Самая дальняя от входа койка была закрыта ширмой из цветастой ткани. Но с появлением Карцева занавеска отошла в сторону, и со своего ложа поднялся среднего роста, хлипкий в плечах, злобнолицый человек лет сорока. На нем был шерстяной спортивный костюм, побитый молью, чудом сохранившийся с советских времен, стоптанные без шнурков кроссовки, в которые легко проскользнули ступни в шерстяных носках.
Карцев ни разу не был в тюрьме, но в свое время у него были знакомые из уголовной среды. Кое-что слышал он об арестантских порядках, знал, как нелегко бывает новичку, когда его берут в оборот бывалые зэки. А этот злобнолицый, похоже, был коренным обитателем тюрьмы. Угрожающий взгляд, хищный оскал, уверенная косолапая походка. Еще Георгий слышал, что в каждой камере есть старший среди всех, так называемый смотрящий. И место у него самое лучшее – в дальнем возле окна углу. А именно оттуда и восстал этот страшный гоблин...
– Кто такой? Прочему не знаю? – противным, скребущим по нервам голосом спросил он, небрежно покручивая в руке черные четки.
– Карцев я. Зовут Георгий.
– А чего не здороваешься, Гоша? И ноги не вытер, когда в камеру входил. Ты чо, в натуре, не уважаешь братву?
– Уважаю.
Карцев старался держаться с достоинством сильного и уверенного в себе человека. Он же не какой-то там доходяга, над которым можно издеваться всем и каждому. От природы он был крепкого здоровья. Рост метр восемьдесят, плечи широкие, руки сильные, кулаки будь здоров. И спортом он занимался – и раньше, и сейчас. А тут какой-то задохлик права качает... Но все равно страшновато. И голос предательски подрагивает.
– По первому ходу к нам заехал?
– Что сделал?
– Видно, что по первому разу, – злорадно оскалился злобнолицый. – Лет сколько?
– Тридцать девять.
– Большой уже. А нашей жизни не знаешь. Придется растолковать.
– Растолкуй, – через силу выдавил Карцев.
– А не боишься?
– Нет.
– Храбрый, значит.
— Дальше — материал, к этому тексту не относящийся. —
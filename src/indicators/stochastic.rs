use super::moving_average::rolling_mean;
use crate::models::Candle;

/// Stochastic oscillator %K and %D
///
/// %K = 100 * (close - lowest low) / (highest high - lowest low) over `k_period`
/// bars, %D = mean of %K over `d_period` bars. A window with no range leaves
/// %K undefined.
pub fn calculate_stochastic(
    candles: &[Candle],
    k_period: usize,
    d_period: usize,
) -> (Vec<Option<f64>>, Vec<Option<f64>>) {
    let mut k = vec![None; candles.len()];

    if k_period > 0 && candles.len() >= k_period {
        for i in (k_period - 1)..candles.len() {
            let window = &candles[i + 1 - k_period..=i];
            let lowest = window.iter().map(|c| c.low).fold(f64::INFINITY, f64::min);
            let highest = window.iter().map(|c| c.high).fold(f64::NEG_INFINITY, f64::max);
            let range = highest - lowest;
            if range > 0.0 {
                k[i] = Some(100.0 * (candles[i].close - lowest) / range);
            }
        }
    }

    let d = rolling_mean(&k, d_period);
    (k, d)
}

#[cfg(test)]
mod tests {
    use super::*;
    use chrono::{Duration, Utc};

    fn candles(hlc: &[(f64, f64, f64)]) -> Vec<Candle> {
        let start = Utc::now();
        hlc.iter()
            .enumerate()
            .map(|(i, &(high, low, close))| Candle {
                timestamp: start + Duration::hours(i as i64),
                open: close,
                high,
                low,
                close,
                volume: 1.0,
            })
            .collect()
    }

    #[test]
    fn test_stochastic_bounds() {
        let data = candles(&[
            (10.0, 8.0, 9.0),
            (11.0, 9.0, 10.0),
            (12.0, 10.0, 12.0),
            (12.0, 9.0, 9.0),
        ]);
        let (k, d) = calculate_stochastic(&data, 3, 2);
        assert!(k[1].is_none());
        // Window 0..=2: low 8, high 12, close 12 => 100
        assert_eq!(k[2], Some(100.0));
        // Window 1..=3: low 9, high 12, close 9 => 0
        assert_eq!(k[3], Some(0.0));
        assert_eq!(d[3], Some(50.0));
    }

    #[test]
    fn test_stochastic_flat_window_undefined() {
        let data = candles(&[(10.0, 10.0, 10.0); 5]);
        let (k, d) = calculate_stochastic(&data, 3, 2);
        assert!(k.iter().all(Option::is_none));
        assert!(d.iter().all(Option::is_none));
    }
}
Это хорошо... Скатку на эту шконку бросай.
Злобнолицый показал на свободный лежак у дверей, у стены, противоположной той, к которой примыкал унитаз.
– Здесь твое место будет.
– Спасибо.
– Ты чо, в натуре? – ощерился уголовник. – У нас не говорят «спасибо». Это заподло, понял? Ты чо, в натуре, ни разу не грамотный!
– Ты бы объяснил мне, а то я не все знаю...
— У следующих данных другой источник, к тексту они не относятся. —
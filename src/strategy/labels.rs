//! Forward-looking training labels
//!
//! A bar is labelled BUY when any high in the next `future_candles` bars
//! clears `close * (1 + future_gain)`, otherwise SELL when any low breaks
//! `close * (1 - future_loss)`, otherwise NEUTRAL.

use crate::config::ClassifierSettings;
use crate::indicators::{EnrichedSeries, FeatureRow};
use crate::models::Signal;

/// Label each row; `None` for rows without a full look-ahead window
pub fn label_rows(rows: &[FeatureRow], settings: &ClassifierSettings) -> Vec<Option<Signal>> {
    let horizon = settings.future_candles;
    (0..rows.len())
        .map(|i| {
            if i + horizon >= rows.len() {
                return None;
            }
            let close = rows[i].candle.close;
            let future = &rows[i + 1..=i + horizon];
            let future_max = future.iter().map(|r| r.candle.high).fold(f64::MIN, f64::max);
            let future_min = future.iter().map(|r| r.candle.low).fold(f64::MAX, f64::min);

            Some(if future_max > close * (1.0 + settings.future_gain) {
                Signal::Buy
            } else if future_min < close * (1.0 - settings.future_loss) {
                Signal::Sell
            } else {
                Signal::Neutral
            })
        })
        .collect()
}

/// Feature matrix and labels assembled across symbols
#[derive(Debug, Clone, Default)]
pub struct TrainingSet {
    pub features: Vec<Vec<f64>>,
    pub labels: Vec<Signal>,
}

impl TrainingSet {
    /// Append every labelled row whose features are all defined
    pub fn extend_from(&mut self, series: &EnrichedSeries, settings: &ClassifierSettings) {
        let labels = label_rows(&series.rows, settings);
        let before = self.len();
        for (row, label) in series.rows.iter().zip(labels) {
            if let (Some(features), Some(label)) = (row.feature_vector(), label) {
                self.features.push(features.to_vec());
                self.labels.push(label);
            }
        }
        tracing::debug!(
            "Collected {} training rows from {}",
            self.len() - before,
            series.symbol
        );
    }

    pub fn len(&self) -> usize {
        self.labels.len()
    }

    pub fn is_empty(&self) -> bool {
        self.labels.is_empty()
    }

    /// Row counts in `Signal::ALL` order
    pub fn class_counts(&self) -> [usize; 3] {
        let mut counts = [0; 3];
        for label in &self.labels {
            if let Some(i) = Signal::ALL.iter().position(|s| s == label) {
                counts[i] += 1;
            }
        }
        counts
    }
}

#[cfg(test)]
mod tests {
    use super::*;
    use crate::config::Settings;
    use crate::indicators::FeaturePipeline;
    use crate::models::{AssetSeries, Candle};
    use chrono::{Duration, Utc};

    fn series_from_closes(closes: &[f64]) -> EnrichedSeries {
        let start = Utc::now();
        let candles = closes
            .iter()
            .enumerate()
            .map(|(i, &close)| Candle {
                timestamp: start + Duration::hours(i as i64),
                open: close,
                high: close,
                low: close,
                close,
                volume: 1.0,
            })
            .collect();
        FeaturePipeline::new(&Settings::default()).enrich(&AssetSeries::new("T", candles))
    }

    fn settings(horizon: usize) -> ClassifierSettings {
        ClassifierSettings {
            future_candles: horizon,
            ..ClassifierSettings::default()
        }
    }

    #[test]
    fn test_labels_follow_future_extremes() {
        let series = series_from_closes(&[100.0, 100.0, 106.0, 100.0, 94.0, 95.0, 96.0]);
        let labels = label_rows(&series.rows, &settings(2));

        assert_eq!(labels[0], Some(Signal::Buy));
        // Bar 2 sees the drop to 94 (-11%)
        assert_eq!(labels[2], Some(Signal::Sell));
        assert_eq!(labels[4], Some(Signal::Neutral));
        assert_eq!(labels[5], None);
        assert_eq!(labels[6], None);
    }

    #[test]
    fn test_buy_takes_priority() {
        let series = series_from_closes(&[100.0, 90.0, 110.0, 100.0]);
        let labels = label_rows(&series.rows, &settings(2));
        assert_eq!(labels[0], Some(Signal::Buy));
    }

    #[test]
    fn test_threshold_is_strict() {
        // Exactly +5% does not qualify
        let series = series_from_closes(&[100.0, 105.0, 100.0]);
        let labels = label_rows(&series.rows, &settings(1));
        assert_eq!(labels[0], Some(Signal::Neutral));
    }

    #[test]
    fn test_training_set_skips_warmup_rows() {
        let closes: Vec<f64> = (0..80).map(|i| 100.0 + (i as f64 * 0.7).sin() * 8.0).collect();
        let series = series_from_closes(&closes);

        let mut set = TrainingSet::default();
        set.extend_from(&series, &settings(10));

        assert!(!set.is_empty());
        assert!(set.len() < 70);
        assert!(set.features.iter().all(|f| f.len() == 9));
        assert_eq!(set.class_counts().iter().sum::<usize>(), set.len());
    }
}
– Не все знаешь... Ты вообще ничего не знаешь!.. Короче, без прописки тебе никак нельзя. Не будет прописки, не будет житья.
Карцев слышал о так называемой прописке, которую устраивают сокамерники новичку. Чтобы жизнь малиной не была. В чем конкретно состояла эта страшная, по слухам, процедура, он точно не знал. Но понимал, что мало ему не покажется.
– А-а, что-то надо сделать? – спросил он.
– А ты думал... Начнем с простого...
Злобнолицый жестом показал, что новичок может расстелить матрац. И когда Карцев это сделал, сел на край постели, приглашая последовать примеру.
– Скажи мне, по какой статье тебя закрыли?
– Что сделали?
– Посадили.
– А-а... Сто пятая статья, убийство.
– Раньше за убийство под «вышку» ставили. А сейчас не казнят.
– Знаю.
– Если знаешь, тогда ответь мне на вопрос. Вот если в хату сейчас вломятся вертухаи, выведут тебя на тюремный двор и вздернут на виселице, по какому закону они тебя повесят?..
– Нет такого закона.
– А вот и неправильно, – обнажая гнилые зубы, ухмыльнулся уголовник. – По закону всемирного тяготения тебя повесят. Сразу видно, что тупой...
Следившие за разговором арестанты оживились. Одни скалились молча, другие смеялись в голос. Карцев закусил губу с досады.
– Еще вопрос, – продолжал куражиться злолицый. – Встань.
Карцев сначала огляделся по сторонам, пытаясь выяснить откуда ждать подвох, и только потом поднялся.